Kickstarter cracks down on hardware vapor
Kickstarter has bolstered its new hardware and product design project guidelines in an effort to prevent scams and temper unrealistic expectations.
Indeed, the site recently banned product simulations, meaning projects can no longer simulate events to demonstrate what a hypothetical device might do in the future.
"Products can only be shown performing actions that they're able to perform in their current state of development. Product renderings are prohibited," the Kickstarter team confirmed in an official statement.
"Product images must be photos of the prototype as it currently exists. Products should be presented as they are. Over-promising leads to higher expectations for backers. The best rule of thumb: under-promise and over-deliver."
The Kickstarter crew also announced that project creators are now required to detail the risks and challenges faced by a particular device or initiative - and how they are qualified to overcome them.

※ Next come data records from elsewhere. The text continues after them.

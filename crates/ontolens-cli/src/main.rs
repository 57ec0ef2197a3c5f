//! Ontolens CLI - Command-line interface for the ontology relation graph.

use clap::Parser;
use ontolens_cli::commands;
use ontolens_cli::{Cli, CliError, Command, Config, Formatter};
use ontolens_sdk::OntologyClient;
use ontolens_session::GraphSession;
use std::path::PathBuf;
use tracing_subscriber::EnvFilter;

#[tokio::main]
async fn main() {
    // Log to stderr so stdout stays machine-readable
    tracing_subscriber::fmt()
        .with_writer(std::io::stderr)
        .with_env_filter(
            EnvFilter::try_from_env("ONTOLENS_LOG").unwrap_or_else(|_| EnvFilter::new("warn")),
        )
        .init();

    if let Err(e) = run().await {
        eprintln!("Error: {}", e);
        std::process::exit(1);
    }
}

async fn run() -> ontolens_cli::Result<()> {
    let cli = Cli::parse();

    let config_path = cli.config.as_ref().map(PathBuf::from);
    let mut config = Config::load(config_path.as_deref())?;

    if let Some(profile_name) = cli.profile.clone() {
        config.switch_profile(profile_name)?;
    }

    let format = cli
        .format
        .map(Into::into)
        .unwrap_or(config.settings.format);
    let color_enabled = !cli.no_color && config.settings.color;
    let formatter = Formatter::new(format, color_enabled);

    let command = match cli.command {
        Command::Profile(args) => {
            return commands::execute_profile(args, &mut config, &formatter).await
        }
        command => command,
    };

    // Commands that talk to the ontology service
    let profile = config.resolve_profile(cli.api_url, cli.api_token)?;
    let client = OntologyClient::with_config(profile.client_config())?;
    let mut session_config = config.session_config(&profile);
    session_config.graph.layout.enabled = matches!(&command, Command::Graph(args) if args.layout);
    session_config.validate().map_err(CliError::Config)?;
    let session = GraphSession::new(client, session_config);
    tracing::debug!(url = %profile.api_url, "using ontology service");

    let result = match command {
        Command::Stats => commands::execute_stats(&session, &formatter).await,
        Command::Graph(args) => commands::execute_graph(args, &session, &formatter).await,
        Command::Relation(args) => commands::execute_relation(args, &session, &formatter).await,
        Command::Evaluate(args) => commands::execute_evaluate(args, &session, &formatter).await,
        Command::Accept(args) => commands::execute_accept(args, &session, &formatter).await,
        Command::Reject(args) => commands::execute_reject(args, &session, &formatter).await,
        Command::Undo(args) => commands::execute_undo(args, &session, &formatter).await,
        Command::Sync(args) => commands::execute_sync(args, &session, &formatter).await,
        Command::Regenerate => commands::execute_regenerate(&session, &formatter).await,
        Command::Clear(args) => commands::execute_clear(args, &session, &formatter).await,
        Command::Status(args) => commands::execute_status(args, &session, &formatter).await,
        Command::Profile(_) => Ok(()),
    };

    session.close();
    result
}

"We added the 'Risks and Challenges' section to reinforce that creators' projects are in development," Kickstarter co-founders Perry Chen, Yancey Strickler and Charles Adler explained.

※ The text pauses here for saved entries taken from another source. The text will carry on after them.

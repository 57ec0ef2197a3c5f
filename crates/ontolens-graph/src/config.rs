//! Configuration for graph construction and layout

use serde::{Deserialize, Serialize};

/// Configuration for building an [`OntologyGraph`](crate::OntologyGraph)
///
/// # Examples
///
/// ```
/// use ontolens_graph::GraphConfig;
///
/// let config = GraphConfig::default();
/// assert_eq!(config.min_node_size, 4.0);
/// assert_eq!(config.max_node_size, 16.0);
///
/// // Small canvas, short layout run
/// let config = GraphConfig::compact();
/// assert!(config.canvas_size < GraphConfig::default().canvas_size);
/// ```
#[derive(Debug, Clone, PartialEq, Serialize, Deserialize)]
pub struct GraphConfig {
    /// Visual size of nodes with no relations
    /// Default: 4.0
    #[serde(default = "default_min_node_size")]
    pub min_node_size: f64,

    /// Visual size of the highest-degree node
    /// Default: 16.0
    #[serde(default = "default_max_node_size")]
    pub max_node_size: f64,

    /// Width and height of the square canvas, centred on the origin
    /// Default: 1000.0
    #[serde(default = "default_canvas_size")]
    pub canvas_size: f64,

    /// Seed for initial node positions (random when unset)
    #[serde(default)]
    pub seed: Option<u64>,

    /// Force layout settings
    #[serde(default)]
    pub layout: LayoutConfig,
}

/// Force-directed layout settings
#[derive(Debug, Clone, PartialEq, Serialize, Deserialize)]
pub struct LayoutConfig {
    /// Run the layout after every rebuild
    /// Default: true
    #[serde(default = "default_true")]
    pub enabled: bool,

    /// Number of simulation steps
    /// Default: 150
    #[serde(default = "default_iterations")]
    pub iterations: usize,

    /// Pull towards the canvas centre, keeps disconnected components close
    /// Default: 0.05
    #[serde(default = "default_gravity")]
    pub gravity: f64,

    /// Maximum displacement in the first step, as a fraction of the canvas
    /// Default: 0.1
    #[serde(default = "default_initial_temperature")]
    pub initial_temperature: f64,
}

fn default_min_node_size() -> f64 {
    4.0
}

fn default_max_node_size() -> f64 {
    16.0
}

fn default_canvas_size() -> f64 {
    1000.0
}

fn default_true() -> bool {
    true
}

fn default_iterations() -> usize {
    150
}

fn default_gravity() -> f64 {
    0.05
}

fn default_initial_temperature() -> f64 {
    0.1
}

impl Default for GraphConfig {
    fn default() -> Self {
        Self {
            min_node_size: default_min_node_size(),
            max_node_size: default_max_node_size(),
            canvas_size: default_canvas_size(),
            seed: None,
            layout: LayoutConfig::default(),
        }
    }
}

impl Default for LayoutConfig {
    fn default() -> Self {
        Self {
            enabled: true,
            iterations: default_iterations(),
            gravity: default_gravity(),
            initial_temperature: default_initial_temperature(),
        }
    }
}

impl GraphConfig {
    /// Small canvas and a short layout run, for quick previews
    pub fn compact() -> Self {
        Self {
            min_node_size: 2.0,
            max_node_size: 8.0,
            canvas_size: 400.0,
            seed: None,
            layout: LayoutConfig {
                iterations: 50,
                ..LayoutConfig::default()
            },
        }
    }

    /// Large canvas and a long layout run, for dense graphs
    pub fn detailed() -> Self {
        Self {
            min_node_size: 4.0,
            max_node_size: 24.0,
            canvas_size: 2000.0,
            seed: None,
            layout: LayoutConfig {
                iterations: 400,
                gravity: 0.02,
                ..LayoutConfig::default()
            },
        }
    }

    /// Same configuration with a fixed seed (reproducible positions)
    pub fn with_seed(mut self, seed: u64) -> Self {
        self.seed = Some(seed);
        self
    }

    /// Same configuration with the layout step switched off
    pub fn without_layout(mut self) -> Self {
        self.layout.enabled = false;
        self
    }

    /// Validate the configuration
    pub fn validate(&self) -> Result<(), String> {
        if !(self.canvas_size.is_finite() && self.canvas_size > 0.0) {
            return Err("canvas_size must be a positive number".to_string());
        }
        if !(self.min_node_size.is_finite() && self.min_node_size >= 0.0) {
            return Err("min_node_size must be a non-negative number".to_string());
        }
        if !(self.max_node_size.is_finite() && self.max_node_size >= self.min_node_size) {
            return Err("max_node_size cannot be less than min_node_size".to_string());
        }
        if !(self.layout.gravity.is_finite() && self.layout.gravity >= 0.0) {
            return Err("layout.gravity must be a non-negative number".to_string());
        }
        if !(self.layout.initial_temperature.is_finite() && self.layout.initial_temperature > 0.0) {
            return Err("layout.initial_temperature must be a positive number".to_string());
        }
        Ok(())
    }
}

#[cfg(test)]
mod tests {
    use super::*;

    #[test]
    fn test_default_config() {
        let config = GraphConfig::default();
        assert_eq!(config.canvas_size, 1000.0);
        assert_eq!(config.seed, None);
        assert!(config.layout.enabled);
        assert_eq!(config.layout.iterations, 150);
    }

    #[test]
    fn test_presets() {
        let compact = GraphConfig::compact();
        let detailed = GraphConfig::detailed();
        assert!(compact.layout.iterations < detailed.layout.iterations);
        assert!(compact.max_node_size < detailed.max_node_size);
    }

    #[test]
    fn test_builders() {
        let config = GraphConfig::default().with_seed(7).without_layout();
        assert_eq!(config.seed, Some(7));
        assert!(!config.layout.enabled);
    }

    #[test]
    fn test_presets_are_valid() {
        assert!(GraphConfig::default().validate().is_ok());
        assert!(GraphConfig::compact().validate().is_ok());
        assert!(GraphConfig::detailed().validate().is_ok());
    }

    #[test]
    fn test_invalid_canvas_size() {
        let mut config = GraphConfig::default();
        config.canvas_size = -10.0;
        assert!(config.validate().is_err());
        config.canvas_size = f64::NAN;
        assert!(config.validate().is_err());
    }

    #[test]
    fn test_invalid_node_sizes() {
        let mut config = GraphConfig::default();
        config.max_node_size = 1.0;
        assert!(config.validate().is_err());
    }

    #[test]
    fn test_partial_toml_uses_defaults() {
        let config: GraphConfig = toml::from_str(
            r#"
            max_node_size = 30.0

            [layout]
            iterations = 10
            "#,
        )
        .unwrap();

        assert_eq!(config.max_node_size, 30.0);
        assert_eq!(config.min_node_size, 4.0);
        assert_eq!(config.layout.iterations, 10);
        assert!(config.layout.enabled);
    }

    #[test]
    fn test_serde_roundtrip() {
        let config = GraphConfig::detailed().with_seed(42);
        let serialized = serde_json::to_string(&config).unwrap();
        let deserialized: GraphConfig = serde_json::from_str(&serialized).unwrap();
        assert_eq!(config, deserialized);
    }
}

"Before backing a project, people can judge both the creator's ability to complete their project as promised and whether they feel the creator is being open and honest about the risks and challenges they face."
Finally, the co-founders also noted that offering multiple quantities of a reward is now outlawed. Meaning, hardware and product design projects can only offer rewards in single quantities or a so-called 'sensible' set.
"The development of new products can be especially complex for creators and offering multiple quantities feels premature, and can imply that products are shrink-wrapped and ready to ship... We hope these updates reinforce that Kickstarter isn't a traditional retail experience and underline the uniqueness of Kickstarter," they added.